---------- PROVIDED DATA ----------

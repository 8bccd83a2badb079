//! Key derivation using PBKDF2-HMAC-SHA256.
//!
//! Every entry carries its own random salt, so a key is derived once per
//! encryption and once per decryption. The iteration count is part of the
//! file format: journals written with one count cannot be read with another.

use hmac::Hmac;
use sha2::Sha256;
use zeroize::ZeroizeOnDrop;

use crate::error::{DaybookError, Result};

/// PBKDF2 iteration count.
pub const PBKDF2_ITERATIONS: u32 = 10_000;

/// Length of derived key in bytes (32 bytes = 256 bits for AES-256).
pub const KEY_LENGTH: usize = 32;

/// Minimum accepted salt length in bytes.
const MIN_SALT_LENGTH: usize = 16;

/// A cryptographic key derived from a password.
///
/// Key material is zeroized from memory when dropped.
#[derive(Clone, ZeroizeOnDrop)]
pub struct DerivedKey {
    key: [u8; KEY_LENGTH],
}

impl DerivedKey {
    pub(crate) fn from_bytes(bytes: [u8; KEY_LENGTH]) -> Self {
        Self { key: bytes }
    }

    /// Get a reference to the raw key bytes.
    ///
    /// # Security
    ///
    /// Avoid storing or logging this value. Use only for immediate encryption operations.
    pub fn as_bytes(&self) -> &[u8; KEY_LENGTH] {
        &self.key
    }
}

impl std::fmt::Debug for DerivedKey {
    fn fmt(&self, f: &mut std::fmt::Formatter<'_>) -> std::fmt::Result {
        f.debug_struct("DerivedKey")
            .field("key", &"[REDACTED]")
            .finish()
    }
}

/// Derive a 256-bit key from a password and salt.
///
/// Same password + salt always produces the same key. An empty password is
/// accepted here; password policy for new journals lives in
/// [`validate_passphrase`](super::validate_passphrase).
///
/// # Errors
///
/// Returns `DaybookError::InvalidArgument` if the salt is shorter than 16 bytes.
///
/// # Examples
///
/// ```
/// use daybook_core::crypto::derive_key;
///
/// let salt = b"unique-salt-16by";
/// let key = derive_key("my-password", salt).unwrap();
/// assert_eq!(key.as_bytes().len(), 32);
/// ```
pub fn derive_key(password: &str, salt: &[u8]) -> Result<DerivedKey> {
    if salt.len() < MIN_SALT_LENGTH {
        return Err(DaybookError::InvalidArgument(format!(
            "Salt must be at least {} bytes",
            MIN_SALT_LENGTH
        )));
    }

    let mut key_bytes = [0u8; KEY_LENGTH];
    pbkdf2::pbkdf2::<Hmac<Sha256>>(password.as_bytes(), salt, PBKDF2_ITERATIONS, &mut key_bytes)
        .map_err(|e| DaybookError::Crypto(format!("Key derivation failed: {}", e)))?;

    Ok(DerivedKey::from_bytes(key_bytes))
}

#[cfg(test)]
mod tests {
    use super::*;

    #[test]
    fn test_key_derivation_deterministic() {
        let salt = b"unique-salt-1234567890123456";

        let key1 = derive_key("test-password", salt).unwrap();
        let key2 = derive_key("test-password", salt).unwrap();

        assert_eq!(key1.as_bytes(), key2.as_bytes());
    }

    #[test]
    fn test_different_salt_different_key() {
        let key1 = derive_key("test-password", b"salt1-1234567890123456").unwrap();
        let key2 = derive_key("test-password", b"salt2-1234567890123456").unwrap();

        assert_ne!(key1.as_bytes(), key2.as_bytes());
    }

    #[test]
    fn test_different_password_different_key() {
        let salt = b"fixed-salt-123456789012345";

        let key1 = derive_key("password-one", salt).unwrap();
        let key2 = derive_key("password-two", salt).unwrap();

        assert_ne!(key1.as_bytes(), key2.as_bytes());
    }

    #[test]
    fn test_empty_password_allowed() {
        let key = derive_key("", b"salt-1234567890123456").unwrap();
        assert_eq!(key.as_bytes().len(), KEY_LENGTH);
    }

    #[test]
    fn test_short_salt_rejected() {
        let result = derive_key("test-password", b"short");
        assert!(matches!(result, Err(DaybookError::InvalidArgument(_))));
        assert!(result
            .unwrap_err()
            .to_string()
            .contains("Salt must be at least 16 bytes"));
    }

    #[test]
    fn test_derived_key_debug_redacts() {
        let key = derive_key("test-password", b"salt-1234567890123456").unwrap();

        let debug_output = format!("{:?}", key);
        assert!(debug_output.contains("REDACTED"));

        let key_hex = hex::encode(&key.as_bytes()[..4]);
        assert!(!debug_output.contains(&key_hex));
    }
}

----------

*AIM OF THE EXERCISE*. Return, from the data, each line where the string "const" occurs.

*YOUR RESPONSE*.
pub const PBKDF2_ITERATIONS: u32 = 10_000;
pub const KEY_LENGTH: usize = 32;
const MIN_SALT_LENGTH: usize = 16;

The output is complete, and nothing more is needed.